I released my night visits from dead sailors
into the custody of your downy-soft ear. Dropped
all inquiries into motive and widened my dawn gaze.

Our entwined selves, like a matted tango
of river reeds, dammed Holland's tidal flows. 
I fell in love with you.

Honorable Mention
Jerusalem Garden
by Andrea Moriah, Israel

Olive boughs and palm fronds gesture
toward the serpentine fence
writhing through swathes of land
separating villages intertwined like fingers of opposing hands
reaching for the shared dull haze of the coastal plain

Only when the setting sun glints off its surface
does one glimpse the sea for the first time in the day.

Falling darkness erases the fence,
blends the lights of the villages and blurs their boundaries.

The coastal lights shimmer through the blackness.
Fishing boat lanterns glimmer offshore
in the deeper black of the sea.

The morning call to prayer undulates thickly through the air.
Electric lights recede in the face of daybreak.
Interlocking villages reappear and reclaim their sides.
The haze takes back the sea and the fence slithers toward the shore.

Honorable Mention
The Border
by Andrea Moriah, Israel

I've been to the border
where hate drifts in with the dust
and settles on our rocks and our fields.

I've been to the border
where menace breaches on the back of your neck
and death taunts you from the side of the road.

Where the hooded one 
chosen to spark the next violence 
crouches on the other side of the fence 
hunched over his flint steel and char 
waiting for the sign.

I saw scarred chain links 
where they burst through 
in a gust of smoke 
blowing up the jeep 
killing some soldiers 
and taking two hostage.

We're getting them back.
Dead, of course, 
Bones, of course.
We're trading their remains for a man
who, when just a boy
snuck over the border to kidnap a family for his cause.
He murdered a policeman on his way,
Then the father and small daughter.
The baby was suffocated by her mother
who held one hand over her mouth
so she wouldn’t cry out from their hiding place
and give them both away

They're getting him back.
Alive, of course.
Flesh and blood, of course.
His people will rejoice upon his return. 
And later he will celebrate his delivery 
at the tomb of Hafez.

But now he carries his hate in the dust on his shoes 
as he crosses back over the border.

Honorable Mention

Joseph's Brothers Watch Their Father Mourn

by Yakov Azriel


"And Jacob rent his garments and put sackcloth on his loins, and mourned for his son [Joseph] many days.
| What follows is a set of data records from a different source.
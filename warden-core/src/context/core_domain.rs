//! Core domain: the task that owns every live registration, version and
//! embedded worker

use chrono::Utc;
use std::collections::BTreeMap;
use std::sync::Arc;
use tokio::sync::mpsc;
use tokio::task::JoinHandle;
use tracing::{debug, info, warn};
use url::Url;
use warden_ipc::{EmbeddedWorkerId, ExecutionHost, FetchRequest, HostEvent, ProcessId};
use warden_process::{ProcessManagerHandle, ProcessResult};
use warden_storage::{
    origin_of, NextAvailableIds, RegistrationData, RegistrationId, RegistrationStore, ResourceId,
    VersionId,
};

use crate::embedded_worker::EmbeddedWorkerInstance;
use crate::error::{ServiceWorkerError, ServiceWorkerResult};
use crate::events::ContextEvent;
use crate::job::{
    JobContext, JobCoordinator, JobId, JobKind, RegisterJob, RegistrationCallback, Scheduled,
    UnregisterJob,
};
use crate::mailbox::{CoreMessage, CoreSender};
use crate::observer::ObserverList;
use crate::registration::{RegistrationInfo, ServiceWorkerRegistration};
use crate::utils::scope_matches;
use crate::version::{
    FetchCallback, ServiceWorkerVersion, StatusCallback, VersionInfo, VersionStatus,
};

/// State of the core domain. Only ever touched from its own task, through
/// `CoreSender::post` and friends.
pub struct ContextCore {
    registrations: BTreeMap<RegistrationId, ServiceWorkerRegistration>,
    jobs: JobCoordinator,
    observers: ObserverList<ContextEvent>,
    store: RegistrationStore,
    process_manager: ProcessManagerHandle,
    host: Arc<dyn ExecutionHost>,
    sender: CoreSender,
    next_registration_id: RegistrationId,
    next_version_id: VersionId,
    next_resource_id: ResourceId,
    next_embedded_worker_id: EmbeddedWorkerId,
}
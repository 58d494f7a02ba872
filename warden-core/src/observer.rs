//! Observer lists backed by unbounded channels

use tokio::sync::mpsc;

/// Handle returned when an observer is added
pub type ObserverId = u64;

/// Fan-out list of event receivers.
///
/// Notification iterates over a snapshot taken before the first send, so
/// observers added or removed while an event is being delivered do not
/// affect that delivery. Observers whose receiver has been dropped are
/// pruned afterwards.
pub struct ObserverList<E> {
    observers: Vec<(ObserverId, mpsc::UnboundedSender<E>)>,
    next_id: ObserverId,
}

impl<E: Clone> ObserverList<E> {
    pub fn new() -> Self {
        Self {
            observers: Vec::new(),
            next_id: 1,
        }
    }

    pub fn add_observer(&mut self, sender: mpsc::UnboundedSender<E>) -> ObserverId {
        let id = self.next_id;
        self.next_id += 1;
        self.observers.push((id, sender));
        id
    }

    /// Add an observer and return the receiving end of its channel
    pub fn subscribe(&mut self) -> (ObserverId, mpsc::UnboundedReceiver<E>) {
        let (sender, receiver) = mpsc::unbounded_channel();
        (self.add_observer(sender), receiver)
    }

    pub fn remove_observer(&mut self, id: ObserverId) -> bool {
        let before = self.observers.len();
        self.observers.retain(|(observer_id, _)| *observer_id != id);
        self.observers.len() != before
    }

    pub fn notify(&mut self, event: E) {
        let snapshot: Vec<_> = self
            .observers
            .iter()
            .map(|(id, sender)| (*id, sender.clone()))
            .collect();

        let mut closed = Vec::new();
        for (id, sender) in snapshot {
            if sender.send(event.clone()).is_err() {
                closed.push(id);
            }
        }

        if !closed.is_empty() {
            self.observers.retain(|(id, _)| !closed.contains(id));
        }
    }

    pub fn len(&self) -> usize {
        self.observers.len()
    }

    pub fn is_empty(&self) -> bool {
        self.observers.is_empty()
    }
}

impl<E: Clone> Default for ObserverList<E> {
    fn default() -> Self {
        Self::new()
    }
}

#[cfg(test)]
mod tests {
    use super::*;

    #[test]
    fn test_notify_reaches_every_observer() {
        let mut list = ObserverList::new();
        let (_, mut first) = list.subscribe();
        let (_, mut second) = list.subscribe();

        list.notify(5u32);
        assert_eq!(first.try_recv().unwrap(), 5);
        assert_eq!(second.try_recv().unwrap(), 5);
    }

    #[test]
    fn test_closed_observers_are_pruned() {
        let mut list = ObserverList::new();
        let (_, receiver) = list.subscribe();
        let (_, mut kept) = list.subscribe();
        drop(receiver);

        list.notify("stopped");
        assert_eq!(list.len(), 1);
        assert_eq!(kept.try_recv().unwrap(), "stopped");
    }

    #[test]
    fn test_remove_observer() {
        let mut list = ObserverList::new();
        let (id, mut receiver) = list.subscribe();
        assert!(list.remove_observer(id));
        assert!(!list.remove_observer(id));
        assert!(list.is_empty());

        list.notify(1u8);
        assert!(receiver.try_recv().is_err());
    }
}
And all his sons and daughters rose up to comfort him; but he refused to be comforted, He said, 'For 1 will go down to my son in mourning to my grave.' And his father wept for him." 
(Genesis 37:34-35)


He doesn't know that Joseph lives, a slave; 
How can we tell him Joseph didn't die? 
Father will go in mourning to his grave.

Because we laughed when Joseph begged we save 
Him from the pit, we hear our father cry. 
He doesn’t know that Joseph lives, a slave,

Deceit and sin have sealed him in a cave 
As dark as hate; they are the reasons why 
Father will go in mourning to his grave.

A sea of pit engulfs us, wave by wave, 
When Father grieves he never said good-bye. 
He doesn't know that Joseph lives, a slave.

Yet Father doesn't scream or rage or rave; 
Instead, we hear and watch our father sigh. 
Father will go in mourning to his grave,

Father has grown a beard he will not shave. 
How can we tell him that we live a lie?
He doesn't know that Joseph lives, a slave. 
Father will go in mourning to his grave.